Vosbigian, K. A.; Osbron, C. A.; Steiert, B. P.; Rosche, K. L.; Wright, S. J.; Ramirez-Zepp, E.; Shaw, D. K.

Ixodes scapularis ticks are obligate hematophagous ectoparasites that take a single bloodmeal per life stage. During blood digestion, large quantities of heme and iron are released, leading to the production of reactive oxygen species. To counter the oxidative stress, ticks have evolved robust antioxidant systems. We previously found that the antioxidant transcription factor Nrf2 is activated during infection and supports Anaplasma phagocytophilum colonization in ticks.

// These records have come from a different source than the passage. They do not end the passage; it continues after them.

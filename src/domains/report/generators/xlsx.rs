use std::sync::Arc;

use async_trait::async_trait;
use futures::StreamExt;
use rust_xlsxwriter::{Color, Format, FormatAlign, FormatBorder, Workbook, Worksheet};

use crate::domains::core::blob_storage_service::BlobStorageService;
use crate::domains::participation::{ParticipationRepository, ParticipationRow};
use crate::domains::report::types::ReportKind;

use super::{upload_rendered, GenerationError, ReportGenerator};

// Worksheet theme colors.
const COLOR_SUCCESS: u32 = 0x10B981;
const COLOR_INFO: u32 = 0x06B6D4;
const COLOR_WARNING: u32 = 0xF59E0B;
const COLOR_DANGER: u32 = 0xEF4444;
const COLOR_HEADER_BG: u32 = 0x1E293B;
const COLOR_TITLE_BG: u32 = 0x3B82F6;
const COLOR_ROW_EVEN: u32 = 0xF8FAFC;
const COLOR_SUBTITLE: u32 = 0x64748B;

const HEADERS: [(&str, f64); 9] = [
    ("Student", 28.0),
    ("Email", 32.0),
    ("Activity", 28.0),
    ("Kind", 15.0),
    ("Present", 12.0),
    ("Hours", 10.0),
    ("Score", 10.0),
    ("Grade", 12.0),
    ("Status", 18.0),
];

const HEADER_ROW: u32 = 2;
const FIRST_DATA_ROW: u32 = 3;
const LAST_COL: u16 = (HEADERS.len() - 1) as u16;

/// Streams class rows into a styled spreadsheet.
pub struct TabularXlsxGenerator {
    participation: Arc<dyn ParticipationRepository>,
    storage: Arc<dyn BlobStorageService>,
}

impl TabularXlsxGenerator {
    pub fn new(
        participation: Arc<dyn ParticipationRepository>,
        storage: Arc<dyn BlobStorageService>,
    ) -> Self {
        Self {
            participation,
            storage,
        }
    }
}

struct SheetFormats {
    text_odd: Format,
    text_even: Format,
    center_odd: Format,
    center_even: Format,
    number_odd: Format,
    number_even: Format,
    score_success: Format,
    score_info: Format,
    score_warning: Format,
    score_danger: Format,
    grade_neutral: Format,
    status_approved: Format,
    status_pending: Format,
    status_failed: Format,
}

impl SheetFormats {
    fn new() -> Self {
        let base = Format::new().set_border(FormatBorder::Thin);
        let center = base.clone().set_align(FormatAlign::Center);
        let even = |f: &Format| f.clone().set_background_color(Color::RGB(COLOR_ROW_EVEN));
        let score = |color: u32| center.clone().set_bold().set_font_color(Color::RGB(color));
        let status = |font: u32, fill: u32| {
            center
                .clone()
                .set_bold()
                .set_font_color(Color::RGB(font))
                .set_background_color(Color::RGB(fill))
        };

        Self {
            text_even: even(&base),
            center_even: even(&center),
            number_even: even(&center.clone().set_num_format("0.00")),
            text_odd: base.clone(),
            center_odd: center.clone(),
            number_odd: center.clone().set_num_format("0.00"),
            score_success: score(COLOR_SUCCESS),
            score_info: score(COLOR_INFO),
            score_warning: score(COLOR_WARNING),
            score_danger: score(COLOR_DANGER),
            grade_neutral: center.clone().set_bold(),
            status_approved: status(COLOR_SUCCESS, 0xD1FAE5),
            status_pending: status(COLOR_WARNING, 0xFEF3C7),
            status_failed: status(COLOR_DANGER, 0xFECACA),
        }
    }

    /// Score cells are colored by band: 9+ excellent, 7+ good, 5+ passing,
    /// anything above zero failing.
    fn score_format(&self, score: f64) -> &Format {
        if score >= 9.0 {
            &self.score_success
        } else if score >= 7.0 {
            &self.score_info
        } else if score >= 5.0 {
            &self.score_warning
        } else {
            &self.score_danger
        }
    }

    fn grade_format(&self, grade: &str) -> &Format {
        match grade.to_uppercase().as_str() {
            "A" | "EXCELLENT" => &self.score_success,
            "B" | "GOOD" => &self.score_info,
            "C" | "AVERAGE" => &self.score_warning,
            "D" | "F" | "INSUFFICIENT" => &self.score_danger,
            _ => &self.grade_neutral,
        }
    }

    fn status_format(&self, status: &str) -> Option<&Format> {
        let status = status.to_lowercase();
        if status.contains("approved") || status.contains("completed") {
            Some(&self.status_approved)
        } else if status.contains("pending") || status.contains("in progress") {
            Some(&self.status_pending)
        } else if status.contains("failed") || status.contains("absent") {
            Some(&self.status_failed)
        } else {
            None
        }
    }
}

fn write_title_block(
    sheet: &mut Worksheet,
    class_id: &str,
) -> Result<(), rust_xlsxwriter::XlsxError> {
    let title_format = Format::new()
        .set_bold()
        .set_font_size(18)
        .set_font_color(Color::White)
        .set_background_color(Color::RGB(COLOR_TITLE_BG))
        .set_align(FormatAlign::Center)
        .set_align(FormatAlign::VerticalCenter);
    let subtitle_format = Format::new()
        .set_italic()
        .set_font_size(11)
        .set_font_color(Color::RGB(COLOR_SUBTITLE))
        .set_align(FormatAlign::Center);
    let header_format = Format::new()
        .set_bold()
        .set_font_size(11)
        .set_font_color(Color::White)
        .set_background_color(Color::RGB(COLOR_HEADER_BG))
        .set_align(FormatAlign::Center)
        .set_align(FormatAlign::VerticalCenter)
        .set_border(FormatBorder::Thin);

    sheet.merge_range(
        0,
        0,
        0,
        LAST_COL,
        &format!("Participation report - class {}", class_id),
        &title_format,
    )?;
    sheet.set_row_height(0, 28)?;

    sheet.merge_range(
        1,
        0,
        1,
        LAST_COL,
        &format!(
            "Generated at {}",
            chrono::Utc::now().format("%Y-%m-%d %H:%M UTC")
        ),
        &subtitle_format,
    )?;
    sheet.set_row_height(1, 18)?;

    for (index, (header, width)) in HEADERS.iter().enumerate() {
        let col = index as u16;
        sheet.set_column_width(col, *width)?;
        sheet.write_string_with_format(HEADER_ROW, col, *header, &header_format)?;
    }
    sheet.set_row_height(HEADER_ROW, 24)?;
    sheet.set_freeze_panes(FIRST_DATA_ROW, 0)?;

    Ok(())
}

fn write_data_row(
    sheet: &mut Worksheet,
    formats: &SheetFormats,
    row_index: u32,
    row: &ParticipationRow,
) -> Result<(), rust_xlsxwriter::XlsxError> {
    let even = (row_index - FIRST_DATA_ROW) % 2 == 1;
    let text = if even {
        &formats.text_even
    } else {
        &formats.text_odd
    };
    let center = if even {
        &formats.center_even
    } else {
        &formats.center_odd
    };
    let number = if even {
        &formats.number_even
    } else {
        &formats.number_odd
    };

    sheet.write_string_with_format(row_index, 0, &row.student_name, text)?;
    sheet.write_string_with_format(row_index, 1, row.student_email.as_deref().unwrap_or(""), text)?;
    sheet.write_string_with_format(row_index, 2, &row.activity_name, text)?;
    sheet.write_string_with_format(row_index, 3, row.activity_kind.as_deref().unwrap_or(""), center)?;
    sheet.write_string_with_format(
        row_index,
        4,
        if row.present { "yes" } else { "no" },
        center,
    )?;

    match row.hours {
        Some(hours) => sheet.write_number_with_format(row_index, 5, hours, number)?,
        None => sheet.write_string_with_format(row_index, 5, "", center)?,
    };

    match row.score {
        Some(score) => {
            let format = formats.score_format(score).clone().set_num_format("0.00");
            sheet.write_number_with_format(row_index, 6, score, &format)?
        }
        None => sheet.write_string_with_format(row_index, 6, "", center)?,
    };

    match row.grade.as_deref() {
        Some(grade) => {
            sheet.write_string_with_format(row_index, 7, grade, formats.grade_format(grade))?
        }
        None => sheet.write_string_with_format(row_index, 7, "", center)?,
    };

    match row.evaluation_status.as_deref() {
        Some(status) => {
            let format = formats.status_format(status).unwrap_or(center);
            sheet.write_string_with_format(row_index, 8, status, format)?
        }
        None => sheet.write_string_with_format(row_index, 8, "", center)?,
    };

    Ok(())
}

#[async_trait]
impl ReportGenerator for TabularXlsxGenerator {
    fn kind(&self) -> ReportKind {
        ReportKind::TabularXlsx
    }

    async fn generate(&self, class_id: &str, object_key: &str) -> Result<(), GenerationError> {
        let mut workbook = Workbook::new();
        let formats = SheetFormats::new();

        let sheet = workbook.add_worksheet();
        sheet
            .set_name("Report")
            .map_err(|e| GenerationError::Render(e.to_string()))?;
        sheet.set_landscape();
        write_title_block(sheet, class_id).map_err(|e| GenerationError::Render(e.to_string()))?;

        let mut rows = self.participation.stream_for_class(class_id);
        let mut row_index = FIRST_DATA_ROW;
        while let Some(row) = rows.next().await {
            let row = row?;
            write_data_row(sheet, &formats, row_index, &row)
                .map_err(|e| GenerationError::Render(e.to_string()))?;
            row_index += 1;
        }
        drop(rows);

        let last_filter_row = if row_index > FIRST_DATA_ROW {
            row_index - 1
        } else {
            HEADER_ROW
        };
        sheet
            .autofilter(HEADER_ROW, 0, last_filter_row, LAST_COL)
            .map_err(|e| GenerationError::Render(e.to_string()))?;

        let bytes = workbook
            .save_to_buffer()
            .map_err(|e| GenerationError::Render(e.to_string()))?;

        log::info!(
            "Rendered XLSX report for class {} ({} rows, {} bytes)",
            class_id,
            row_index - FIRST_DATA_ROW,
            bytes.len()
        );

        upload_rendered(
            self.storage.clone(),
            object_key,
            ReportKind::TabularXlsx.content_type(),
            bytes,
        )
        .await?;
        Ok(())
    }
}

To investigate the Nrf2 regulatory network, we queried promoter regions in the Ixodes genome for Nrf2 binding sites. The gene encoding the nuclear pore complex protein nucleoporin 214 was identified as a target that is induced during Anaplasma infection and putatively regulated by Nrf2. Ixodes nup214 was experimentally validated as an Nrf2-regulated gene through functional luciferase reporter assays, pharmacological manipulation, and RNA interference transcriptional repression. We found that elevated expression of Nup214 leads to binding of the nuclear export protein CRM1, thereby trapping Nrf2 in the nucleus. Increased nuclear retention of Nrf2 prolonged the antioxidant response and functionally supported Anaplasma survival. Our findings uncover a previously unknown mechanism potentiated by Nrf2 that supports Anaplasma infection in ticks.